Mercredi soir, les députés ont rejeté l’instauration des récépissés lors des contrôles d’identité, même à titre expérimental. Cette mesure devait permettre de lutter contre les contrôles au faciès grâce à la remise d’un document à la personne contrôlée indiquant : motif du contrôle, lieu, matricule du policier. Actuellement, aucune preuve écrite ne permet d’attester ces contrôles ce qui rend compliqué pour les personnes discriminées de se défendre. Depuis de nombreuses années pourtant, des collectifs comme Stop le contrôle au faciès se battent pour ce genre de mesures. Ce n’est pas avec ce gouvernement qu’ils obtiendront gain de cause.
Nous passerons sur le fait que l’encadrement des contrôles d’identité était une promesse du candidat Hollande en 2012, ce sont les raisons invoquées pour refuser cette mesure qui sont marquantes. Du déni des discriminations à un appel à un républicanisme outrancier, toutes les techniques sont bonnes pour éviter un débat de fond, et même un vote des amendements.
Une des rapporteures du projet de lois demande le retrait de ces amendements :
Car ils sont déjà satisfaits. La lutte contre les discriminations est importante : en l’état actuel du droit, on ne peut pas arrêter ni contrôler quelqu’un « au motif d’une quelconque discrimination », pour reprendre les termes de l’amendement de M. Amirshahi. La non-discrimination fait déjà partie de notre droit : je vous demande donc de retirer ces amendements.

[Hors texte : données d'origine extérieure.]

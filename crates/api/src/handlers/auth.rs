//! Handlers for the `/auth` resource (register, login, refresh, logout,
//! profile).

use axum::extract::State;
use axum::http::StatusCode;
use axum::Json;
use chrono::Utc;
use parc_core::error::CoreError;
use parc_core::roles::Role;
use parc_core::types::DbId;
use parc_db::models::session::CreateSession;
use parc_db::models::user::{CreateUser, UserResponse};
use parc_db::repositories::{SessionRepo, UserRepo};
use serde::{Deserialize, Serialize};
use validator::Validate;

use crate::auth::jwt::{generate_access_token, generate_refresh_token, hash_refresh_token};
use crate::auth::password::{hash_password, validate_password_strength, verify_password};
use crate::error::{AppError, AppResult};
use crate::extract::AppJson;
use crate::middleware::auth::CurrentUser;
use crate::state::AppState;

/// Minimum password length enforced on registration.
const MIN_PASSWORD_LENGTH: usize = 12;

// ---------------------------------------------------------------------------
// Request / response types
// ---------------------------------------------------------------------------

/// Request body for `POST /auth/register`.
#[derive(Debug, Deserialize, Validate)]
pub struct RegisterRequest {
    #[validate(email(message = "must be a valid email address"))]
    pub email: String,
    pub password: String,
    #[validate(length(min = 1, max = 100, message = "must be 1-100 characters"))]
    pub first_name: String,
    #[validate(length(min = 1, max = 100, message = "must be 1-100 characters"))]
    pub last_name: String,
}

/// Request body for `POST /auth/login`.
#[derive(Debug, Deserialize)]
pub struct LoginRequest {
    pub email: String,
    pub password: String,
}

/// Request body for `POST /auth/refresh`.
#[derive(Debug, Deserialize)]
pub struct RefreshRequest {
    pub refresh_token: String,
}

/// Successful authentication response returned by login and refresh.
#[derive(Debug, Serialize)]
pub struct AuthResponse {
    pub access_token: String,
    pub refresh_token: String,
    /// Access token lifetime in seconds.
    pub expires_in: i64,
    pub user: UserResponse,
}

fn invalid_credentials() -> AppError {
    AppError::Core(CoreError::Unauthorized {
        code: "INVALID_CREDENTIALS",
        message: "Invalid email or password".to_string(),
    })
}

fn account_deactivated() -> AppError {
    AppError::Core(CoreError::Unauthorized {
        code: "ACCOUNT_DEACTIVATED",
        message: "Account is deactivated".to_string(),
    })
}

// ---------------------------------------------------------------------------
// Handlers
// ---------------------------------------------------------------------------

/// POST /api/auth/register
///
/// Open registration always creates a `viewer` account; privileged roles
/// are granted by an admin afterwards. Duplicate emails surface as 409
/// via the unique-constraint classifier.
pub async fn register(
    State(state): State<AppState>,
    AppJson(input): AppJson<RegisterRequest>,
) -> AppResult<(StatusCode, Json<UserResponse>)> {
    input.validate()?;
    validate_password_strength(&input.password, MIN_PASSWORD_LENGTH)
        .map_err(|msg| AppError::Core(CoreError::Validation(msg)))?;

    let hashed = hash_password(&input.password)
        .map_err(|e| AppError::Internal(format!("Password hashing error: {e}")))?;

    let create_dto = CreateUser {
        email: input.email,
        password_hash: hashed,
        first_name: input.first_name,
        last_name: input.last_name,
        role: Role::Viewer.as_str().to_string(),
    };

    let user = UserRepo::create(&state.pool, &create_dto).await?;
    Ok((StatusCode::CREATED, Json(user.to_response())))
}

/// POST /api/auth/login
///
/// Authenticate with email + password. Returns access and refresh tokens.
pub async fn login(
    State(state): State<AppState>,
    AppJson(input): AppJson<LoginRequest>,
) -> AppResult<Json<AuthResponse>> {
    let user = UserRepo::find_by_email(&state.pool, &input.email)
        .await?
        .ok_or_else(invalid_credentials)?;

    if !user.is_active {
        return Err(account_deactivated());
    }

    let password_valid = verify_password(&input.password, &user.password_hash)
        .map_err(|e| AppError::Internal(format!("Password verification error: {e}")))?;
    if !password_valid {
        return Err(invalid_credentials());
    }

    UserRepo::record_successful_login(&state.pool, user.id).await?;

    let response = create_auth_response(&state, user.id).await?;
    Ok(Json(response))
}

/// POST /api/auth/refresh
///
/// Exchange a valid refresh token for new access + refresh tokens.
/// The presented token's session is revoked (rotation).
pub async fn refresh(
    State(state): State<AppState>,
    AppJson(input): AppJson<RefreshRequest>,
) -> AppResult<Json<AuthResponse>> {
    let token_hash = hash_refresh_token(&input.refresh_token);

    let session = SessionRepo::find_valid_by_token_hash(&state.pool, &token_hash)
        .await?
        .ok_or_else(|| {
            AppError::Core(CoreError::Unauthorized {
                code: "UNAUTHORIZED",
                message: "Invalid or expired refresh token".to_string(),
            })
        })?;

    SessionRepo::revoke(&state.pool, session.id).await?;

    let user = UserRepo::find_by_id(&state.pool, session.user_id)
        .await?
        .ok_or_else(|| {
            AppError::Core(CoreError::Unauthorized {
                code: "UNAUTHORIZED",
                message: "User no longer exists".to_string(),
            })
        })?;

    if !user.is_active {
        return Err(account_deactivated());
    }

    let response = create_auth_response(&state, user.id).await?;
    Ok(Json(response))
}

/// POST /api/auth/logout
///
/// Revoke all sessions for the authenticated user. Returns 204 No Content.
pub async fn logout(State(state): State<AppState>, user: CurrentUser) -> AppResult<StatusCode> {
    SessionRepo::revoke_all_for_user(&state.pool, user.id).await?;
    Ok(StatusCode::NO_CONTENT)
}

/// GET /api/auth/profile
///
/// Return the authenticated user's own record.
pub async fn profile(
    State(state): State<AppState>,
    user: CurrentUser,
) -> AppResult<Json<UserResponse>> {
    let row = UserRepo::find_by_id(&state.pool, user.id)
        .await?
        .ok_or(AppError::Core(CoreError::NotFound { entity: "User" }))?;
    Ok(Json(row.to_response()))
}

// ---------------------------------------------------------------------------
// Helpers
// ---------------------------------------------------------------------------

/// Generate access + refresh tokens, persist a session row, and build the
/// response from the user's current record.
async fn create_auth_response(state: &AppState, user_id: DbId) -> AppResult<AuthResponse> {
    let user = UserRepo::find_by_id(&state.pool, user_id)
        .await?
        .ok_or(AppError::Core(CoreError::NotFound { entity: "User" }))?;

    let access_token = generate_access_token(user.id, &user.role, &state.config.jwt)
        .map_err(|e| AppError::Internal(format!("Token generation error: {e}")))?;

    let (refresh_plaintext, refresh_hash) = generate_refresh_token();

    let expires_at = Utc::now() + chrono::Duration::days(state.config.jwt.refresh_token_expiry_days);
    let session_input = CreateSession {
        user_id: user.id,
        refresh_token_hash: refresh_hash,
        expires_at,
    };
    SessionRepo::create(&state.pool, &session_input).await?;

    let expires_in = state.config.jwt.access_token_expiry_mins * 60;

    Ok(AuthResponse {
        access_token,
        refresh_token: refresh_plaintext,
        expires_in,
        user: user.to_response(),
    })
}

Ce que confirme Bernard Cazeneuve :
Je rappelle, pour commencer, que les contrôles au faciès sont interdits.
Nous voilà rassuré.es. Puisque c’est écrit dans la loi, nul besoin de se demander si le droit est bien appliqué, mesdames et messieurs les députés veuillez retirer vos amendements.
Seulement, ce n’est pas la première fois que certains essaient de déposer des amendements à ce sujet. Dans le passé, les amendements avaient été refusés au titre de l’article 40 de la Constitution : l’achat de carnets et de stylos coûterait trop cher pour mettre en place cette mesure.
Les députés n’allaient pas plier aussi facilement.
C’est à ce moment que Cazeneuve intervient :
Les forces de l’ordre sont en première ligne pour assurer la sécurité des Français : elles exposent pour cela leur vie, et paient un lourd tribut. Je ne peux pas, dans ce contexte, alors que les forces de sécurité, parce qu’elles portent l’uniforme et incarnent le droit, sont attaquées chez elles dans des conditions atroces, comme nous l’avons vu il y a une dizaine de jours, laisser penser dans cet hémicycle qu’il serait légitime de les regarder avec suspicion.
[...]
En tant que ministre de l’intérieur, mais surtout en tant qu’ardent républicain, conscient du travail qu’elles accomplissent, je ne peux laisser à penser qu’au moment où elles fournissent autant d’efforts en s’exposant autant, nous aurions légitimité à les remercier en faisant peser sur elles une suspicion quant à leur capacité à faire respecter les principes républicains.
Le débat est clos. Selon le ministre, le contexte actuel de menaces terroristes, sans compter les événements sportifs et les mouvements sociaux, ne permet pas de remettre en cause les pratiques d’une police à qui on demande déjà beaucoup. Il ne faut pas froisser cette police et tant pis pour les milliers (millions ?) [1] de personnes discriminées qui continueront à l’être, sans grands moyens pour se défendre.
Cazeneuve exige que l’on fasse une confiance aveugle à ce bras armé de l’Etat et interdit de penser qu’ils ne suivent pas les lois.
Il mélange le registre de l’émotion (le couple de policiers tués à son domicile), à celui des valeurs républicaines et les temporalités (l’état d’urgence contre des années de discriminations).
Et ça marche. Des députés se repentent après son discours et retirent leur proposition d’expérimenter le récépissé.
Cazeneuve remet à plus tard l’étude d’une mesure plus efficace. En attendant, ce sont les caméras des policiers qui filmeront les contrôles d’identité.
Les discriminé.es seront donc prié.es d’attendre encore un peu avant d’être en capacité de se défendre contre les discriminations subies.